Their information has been submitted for FDA approval, both retrospective and perspectives are there to be used the latter in maybe March. In the UK and Europe it has approval for use in OM. In parts of the planet outside of America the FDA is not an issue that is something for the Americans to continue to whinge, or gripe, on about. Europe has decided it is safe and fit for purpose.
Finally it has been several months since "any day now" for the other device. There is a word on the street. Is it true that it has all gone pear shaped? or is it any day now?
The Following User Says Thank You to hamish dow For This Useful Post:
Thank you for posting the comparison pictures- to a grunt at the coal face like myself, they look pretty good- There is an obvious improvement not only in the nail but also in the definition of the nail folds. I am sure the patient is delighted.
I cant think of any other probing questions to ask :-)
Hamish
I will join cornmerchant in thanking you for the comparison pics......
I do have one genuine question, is this improvement after 1 or a course of treatments?
Thanks again as I am watching your progress with interest as I don't beleive we should stick to the same old stuff (although some of is is invaluable).
Wendy
Wendy, Cornmerchant thank you for the polite remarks.
This was treated by prior and extensive debridement and then lased across all nails in a spcecific protocol. So it is to be considered one theraputic intervention. There then followed a post lase protocol of antifungal treatment , for good reason. His return for this next treatment was 4 months post lase. Wha tis intereresting is that it revealed that his visually unaffected R fifth toe was in fact extensively infected and had been positively affected by the laser.

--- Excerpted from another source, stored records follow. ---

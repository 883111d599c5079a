//! Caller-side timeout signal raced against an execution.

use std::future::Future;
use std::pin::Pin;
use std::task::{Context, Poll};
use std::time::Duration;

use futures::future::{BoxFuture, FutureExt};
use tokio::time::Instant;
use tokio_util::sync::CancellationToken;

/// Why a [`TimeoutSignal`] fired.
#[derive(Debug, Clone, Copy, PartialEq, Eq)]
pub enum SignalFired {
    /// The configured duration elapsed.
    Elapsed(Duration),
    /// The caller's stop token was cancelled.
    Stopped,
}

/// A future that resolves when an execution should stop being awaited.
///
/// The clock starts when the signal is constructed, not when it is first
/// polled, so the caller decides exactly when the attempt's budget begins.
/// The runner only consumes signals; it never creates or cancels them.
pub struct TimeoutSignal {
    duration: Option<Duration>,
    fired: BoxFuture<'static, SignalFired>,
}

impl TimeoutSignal {
    /// Fires once `duration` has elapsed from now.
    pub fn after(duration: Duration) -> Self {
        Self::build(Some(duration), None)
    }

    /// Fires after `duration`, or earlier if `stop` is cancelled.
    pub fn after_or_stop(duration: Duration, stop: CancellationToken) -> Self {
        Self::build(Some(duration), Some(stop))
    }

    /// Fires only when `stop` is cancelled.
    pub fn on_stop(stop: CancellationToken) -> Self {
        Self::build(None, Some(stop))
    }

    /// Never fires.
    pub fn never() -> Self {
        Self {
            duration: None,
            fired: futures::future::pending().boxed(),
        }
    }

    /// Wrap an arbitrary future as a signal.
    pub fn from_future<F>(future: F) -> Self
    where
        F: Future<Output = SignalFired> + Send + 'static,
    {
        Self {
            duration: None,
            fired: future.boxed(),
        }
    }

    fn build(duration: Option<Duration>, stop: Option<CancellationToken>) -> Self {
        let deadline = duration.map(|d| (Instant::now() + d, d));
        let fired = async move {
            let elapsed = async {
                match deadline {
                    Some((at, d)) => {
                        tokio::time::sleep_until(at).await;
                        SignalFired::Elapsed(d)
                    }
                    None => futures::future::pending().await,
                }
            };
            match stop {
                Some(token) => tokio::select! {
                    fired = elapsed => fired,
                    _ = token.cancelled() => SignalFired::Stopped,
                },
                None => elapsed.await,
            }
        }
        .boxed();
        Self { duration, fired }
    }

    /// The configured duration, if this signal has one.
    pub fn duration(&self) -> Option<Duration> {
        self.duration
    }
}

impl Future for TimeoutSignal {
    type Output = SignalFired;

    fn poll(mut self: Pin<&mut Self>, cx: &mut Context<'_>) -> Poll<Self::Output> {
        self.fired.as_mut().poll(cx)
    }
}

impl std::fmt::Debug for TimeoutSignal {
    fn fmt(&self, f: &mut std::fmt::Formatter<'_>) -> std::fmt::Result {
        f.debug_struct("TimeoutSignal")
            .field("duration", &self.duration)
            .finish_non_exhaustive()
    }
}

The device is a 4 watt laser using a crystal, it is not a diode. the max power a diode laser can produce is 6 watts. so you could be mistakent hat it is more potent than a PinPointe. You would be wrong. The 4 watt crystal laser is many, many, many hundreds more powerful because of what the flashlamp excitation does to the photons in the crystal. Peak power delivery which takes place in a fraction of a second is considerable.
It is possible it might need a second application (the patient accepts this) but I seriously doubt it. Seeing it in situ more revealing than the just the photo's ablity to demonstrate. the texture is changed into a healthier nature too.
Are there any pictures of these lasers and do they have the capability to vary the wattage. I have a Sharp Plan Laser CO 2 with microscope attachment that can be adjusted from 1W to 25W.
At what temperature are the fungal spores classified as being destroyed and once the laser treatment is applied, is an anti-fungal agent administered to clear up any missed spores.